I have a quick question. I am relatively new to webMethods (9 months) and have been assigned a project to expose some back-end mainframe programs as web services. We plan to expose 28 services using IS, MIS and Broker for a few asynch processes. These services will be consumed by a handful of existing internal j2ee apps using primarily a request/reply model. We plan on leveraging the companies existing Unicenter product for monitoring.
So my questions is, is it appropriate to implement these services using only IS, MIS and Broker? webMethods has a ton of other products: modeler, monitor, manager, fabric. Am I making a mistake by not implementing these other products with the initial implementation?
If your company leverages Unicenter for monitoring then you dont need of using WMManager tool.
Actually using of IS/TN,MIS,Broker to implement webservices integrations can deploy successfully.But for doign exclusively Webservices based integration that interact with J2ee Apps then Glue/Fabric will be a perfect solution, since these are builted purposefully for doing WS integrations based on ESOA(Enterprise Service Oriented Architecture).
You can download the information regarding the Glue architecture/docs or Evaluation version of Glue from webmethods.com corporate site.
Hello,
I would like to add that it may help visually if you have Modeller/Monitor installed and used. I am myself am trying to work them into the picture so I can have things setup as processes with Modeller and use Monitor to see there progress and restart points of mid-execution. It usually helps if you read the overview of the tools to find if you need them. Some work more independently amongst others and so you may not want that overhead if the tool is not even being utilized.

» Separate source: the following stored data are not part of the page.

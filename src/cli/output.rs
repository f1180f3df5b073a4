use std::{fmt::Display, io::Write};

use crate::{
    error::Error,
    model::{tool::ToolDto, workflow::WorkflowDto},
};

/// Writes command output to the caller-supplied stream.
pub struct Output<'a> {
    out: &'a mut (dyn Write + Send),
    script: bool,
}

impl<'a> Output<'a> {
    pub fn new(out: &'a mut (dyn Write + Send), script: bool) -> Self {
        Self { out, script }
    }

    pub fn println(&mut self, line: impl Display) -> Result<(), Error> {
        writeln!(self.out, "{line}").map_err(|e| Error::io("Could not write output", e))
    }

    /// Prints a line meant for people; suppressed with `--script`.
    pub fn hint(&mut self, line: impl Display) -> Result<(), Error> {
        if self.script {
            return Ok(());
        }
        self.println(line)
    }

    pub fn write_raw(&mut self, bytes: &[u8]) -> Result<(), Error> {
        self.out
            .write_all(bytes)
            .map_err(|e| Error::io("Could not write output", e))
    }

    pub fn tools(&mut self, tools: &[ToolDto]) -> Result<(), Error> {
        self.hint(format_args!(
            "{:<60}{:<60}{}",
            "NAME", "GIT REPO", "ON DOCKSTORE?"
        ))?;
        for tool in tools {
            self.println(format_args!(
                "{:<60}{:<60}{}",
                tool.tool_path,
                tool.git_url,
                yes_no(tool.is_published)
            ))?;
        }
        Ok(())
    }

    pub fn tool(&mut self, tool: &ToolDto) -> Result<(), Error> {
        self.println(format_args!("TOOL: {}", tool.tool_path))?;
        self.println(format_args!("MODE: {}", tool.mode))?;
        self.println(format_args!("GIT REPO: {}", tool.git_url))?;
        self.println(format_args!("PUBLISHED: {}", yes_no(tool.is_published)))?;
        if let Some(topic) = &tool.topic {
            self.println(format_args!("TOPIC: {topic}"))?;
        }
        self.println("TAGS:")?;
        for tag in tool.tags.iter().filter(|tag| !tag.hidden) {
            self.println(format_args!(
                "  {} ({}){}",
                tag.name,
                tag.reference,
                if tag.valid { "" } else { " [invalid]" }
            ))?;
        }
        Ok(())
    }

    pub fn workflows(&mut self, workflows: &[WorkflowDto]) -> Result<(), Error> {
        self.hint(format_args!(
            "{:<70}{:<20}{}",
            "NAME", "DESCRIPTOR", "ON DOCKSTORE?"
        ))?;
        for workflow in workflows {
            self.println(format_args!(
                "{:<70}{:<20}{}",
                workflow.full_workflow_path,
                workflow.descriptor_type,
                yes_no(workflow.is_published)
            ))?;
        }
        Ok(())
    }

    pub fn workflow(&mut self, workflow: &WorkflowDto) -> Result<(), Error> {
        self.println(format_args!("WORKFLOW: {}", workflow.full_workflow_path))?;
        self.println(format_args!("DESCRIPTOR: {}", workflow.descriptor_type))?;
        self.println(format_args!("PUBLISHED: {}", yes_no(workflow.is_published)))?;
        if let Some(topic) = &workflow.topic {
            self.println(format_args!("TOPIC: {topic}"))?;
        }
        self.println("VERSIONS:")?;
        for version in workflow.versions.iter().filter(|version| !version.hidden) {
            self.println(format_args!(
                "  {} ({}){}",
                version.name,
                version.workflow_path,
                if version.valid { "" } else { " [invalid]" }
            ))?;
        }
        Ok(())
    }
}

fn yes_no(value: bool) -> &'static str {
    if value {
        "Yes"
    } else {
        "No"
    }
}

I would also say that you may have less tools in your production environment than your testing one, as you have verified things beforehand.
You can certainly get the job done using just IS and MIS. You might use Broker as part of your asynchronous implementation approach.
Using Modeler would lead you to build your solution using a top-down or process-oriented approach. It also allows non-technical users (and management) to more easily visualize what you are creating. If using Modeler, Monitor will allow you to view the status of any active or completed instance of a business process.
Manager has had some major improvements in usability and performance since its first release and now incorporates some of the functionality of webMethods Optimize. Manager provides system management information similar to Unicenter, but goes much deeper into webMethods product specific details. It also comes preconfigured to autodiscover your WM infrastructure and find common issues before you even tell it to do so. That said, you don’t need it to get the job done.
Fabric could help you build location transparency and seemless failover into the web services that you plan to create. See my articles on that topic either here on WM Users or at the Conneva web site.
Hi, I am new to webMethods. I have some questions. plz give the response for following questions. 1. how to save the edi document to databse. 2.how to conver the idoc format to ISDoc format.
thanking you
suresh
Can you elaborate more on your first task what u are going to do…
Response for 1)Actually once you have extracted the edi document data and map the data to the necessary target db fields using WMJDBCAdapter(select Insert SQLtemplate) or WmDB services (execSQL and prepare insert query with what ever the fields which are mapped above.)
Response for 2)Basically using webMethods Developer tool you have to develop a flow service and do mapping from IDOC format (Segments)data to target ISDocument fields based on your mapping specifications.This process is done manually not by automatic.Finally execute this flowservice which will generate output ISDocument format (For this set the signatures Input(Idoc DocumentReference/Output(IS DocumentReference)in the Input/Output tab located in the flowservice.
IF you are using TN then follow reading the Mark’s suggested document above.